A polymer solution was prepared in the same manner as in Example 3 except that the solvent to be used was changed to N, N-dimethylacetamide (DMAc) in the preparation of the spinning solution (dope for use in radiation) As a raw solution, a polymethenylene isophthalamide fiber was obtained in the same manner as in Example 1. Table 1 shows various measurement results of the obtained fibers.

 &Lt; Comparative Example 3 &

In the coagulation step, a polymethenylene isophthalamide fiber was obtained in the same manner as in Example 3, except that the composition of the coagulating solution was changed to water / NMP (weight ratio) = 30/70. Table 1 shows various measurement results of the obtained fibers.

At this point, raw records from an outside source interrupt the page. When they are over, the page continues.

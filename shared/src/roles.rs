//! 组织层级与角色定义
//!
//! The vaccination program is organized as a four-tier hierarchy
//! (national → regional → district → agent). Actors carry a [`Role`],
//! stock lots carry a [`StockLevel`]; the two vocabularies coincide but
//! are kept as separate types so an actor is never used where a storage
//! tier is expected.
//!
//! Room naming for realtime delivery also lives here so server and
//! clients cannot drift apart on the format.

use serde::{Deserialize, Serialize};
use std::fmt;
use std::str::FromStr;

/// Actor role in the organizational hierarchy
#[derive(Debug, Clone, Copy, PartialEq, Eq, Hash, Serialize, Deserialize)]
#[serde(rename_all = "lowercase")]
pub enum Role {
    National,
    Regional,
    District,
    Agent,
}

impl Role {
    /// Room name every connection with this role joins on handshake
    pub fn room(&self) -> String {
        self.to_string()
    }
}

impl fmt::Display for Role {
    fn fmt(&self, f: &mut fmt::Formatter<'_>) -> fmt::Result {
        match self {
            Role::National => write!(f, "national"),
            Role::Regional => write!(f, "regional"),
            Role::District => write!(f, "district"),
            Role::Agent => write!(f, "agent"),
        }
    }
}

impl FromStr for Role {
    type Err = String;

    fn from_str(s: &str) -> Result<Self, Self::Err> {
        match s.to_ascii_lowercase().as_str() {
            "national" => Ok(Role::National),
            "regional" => Ok(Role::Regional),
            "district" => Ok(Role::District),
            "agent" => Ok(Role::Agent),
            other => Err(format!("unknown role: {}", other)),
        }
    }
}

/// Storage tier of a stock lot
#[derive(Debug, Clone, Copy, PartialEq, Eq, Hash, Serialize, Deserialize)]
#[serde(rename_all = "lowercase")]
pub enum StockLevel {
    National,
    Regional,
    District,
    Agent,
}

impl fmt::Display for StockLevel {
    fn fmt(&self, f: &mut fmt::Formatter<'_>) -> fmt::Result {
        match self {
            StockLevel::National => write!(f, "national"),
            StockLevel::Regional => write!(f, "regional"),
            StockLevel::District => write!(f, "district"),
            StockLevel::Agent => write!(f, "agent"),
        }
    }
}

impl From<Role> for StockLevel {
    fn from(role: Role) -> Self {
        match role {
            Role::National => StockLevel::National,
            Role::Regional => StockLevel::Regional,
            Role::District => StockLevel::District,
            Role::Agent => StockLevel::Agent,
        }
    }
}

impl From<StockLevel> for Role {
    fn from(level: StockLevel) -> Self {
        match level {
            StockLevel::National => Role::National,
            StockLevel::Regional => Role::Regional,
            StockLevel::District => Role::District,
            StockLevel::Agent => Role::Agent,
        }
    }
}

// ========== Room naming ==========

/// Catch-all room every connection joins
pub const ALL_ROOM: &str = "all";

/// Private room of a single user
pub fn user_room(user_id: &str) -> String {
    format!("user_{}", user_id)
}

/// Room for everyone scoped to one region
pub fn region_room(region: &str) -> String {
    format!("region_{}", slug(region))
}

/// Room for everyone scoped to one health center
pub fn health_center_room(health_center: &str) -> String {
    format!("hc_{}", slug(health_center))
}

/// Private room of one parent+child pair
///
/// Targets a single family without a dedicated per-user channel. The
/// phone number is reduced to its digits so formatting variants of the
/// same number land in the same room.
pub fn parent_child_room(parent_phone: &str, child_id: &str) -> String {
    let digits: String = parent_phone
        .chars()
        .filter(char::is_ascii_digit)
        .collect();
    format!("parent_{}_child_{}", digits, slug(child_id))
}

/// 房间名归一化: 小写, 非字母数字 → '_'
fn slug(value: &str) -> String {
    value
        .trim()
        .chars()
        .map(|c| {
            if c.is_ascii_alphanumeric() {
                c.to_ascii_lowercase()
            } else {
                '_'
            }
        })
        .collect()
}

#[cfg(test)]
mod tests {
    use super::*;

    #[test]
    fn role_round_trips_through_str() {
        for role in [Role::National, Role::Regional, Role::District, Role::Agent] {
            assert_eq!(role.to_string().parse::<Role>().unwrap(), role);
        }
    }

    #[test]
    fn region_room_is_normalized() {
        assert_eq!(region_room("Thiès"), "region_thi_s");
        assert_eq!(region_room("Dakar"), "region_dakar");
    }

    #[test]
    fn health_center_room_is_normalized() {
        assert_eq!(health_center_room("Fann"), "hc_fann");
        assert_eq!(health_center_room("Keur Massar"), "hc_keur_massar");
    }

    #[test]
    fn parent_child_room_keeps_only_phone_digits() {
        assert_eq!(
            parent_child_room("+221 77 123 45 67", "chd42"),
            "parent_221771234567_child_chd42"
        );
        assert_eq!(
            parent_child_room("771234567", "chd42"),
            parent_child_room("77-123-45-67", "chd42")
        );
    }
}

 &Lt; Comparative Examples 4 and 5 &gt;

The polyamethenylene isophthalamide fibers were obtained in the same manner as in Example 3 and Example 4, except that the drawing magnification in the hot-rolling step was changed to 1.0 times. Table 1 shows various measurement results of the obtained fibers.

Industrial availability

INDUSTRIAL APPLICABILITY According to the present invention, it is possible to provide a meta-type wholly aromatic polyamide fiber (in particular, poly (meta-phenylene isophthalate)), which is excellent in mechanical properties, heat resistance and the like, Amide-based fibers) are provided. Therefore, the fiber product using the meta-type wholly aromatic polyamide fiber of the present invention can suppress discoloration or discoloration while maintaining the strength even under processing and use conditions at high temperatures. Thus, the meta-type wholly aromatic polyamide fibers according to the present invention are particularly useful in fields where they are processed or used at high temperatures.

Claims (3)

A meta-type wholly aromatic polyamide fiber substantially free from laminar clay minerals,
The meta-type wholly aromatic polyamide fiber having an amount of the solvent remaining in the fibers of not more than 1.0% by mass with respect to the entire fibers, and a breaking strength of the fibers of 5.5 to 6.0 cN / dtex. The method according to claim 1,
Meta-type wholly aromatic polyamide fiber having a dry heat shrinkage of not more than 5.0% at 300 캜. 3. The method according to claim 1 or 2,
Meta-type wholly aromatic polyamide fibers having an initial modulus of 800 to 1,500 cN / mm &lt; 2 &gt;.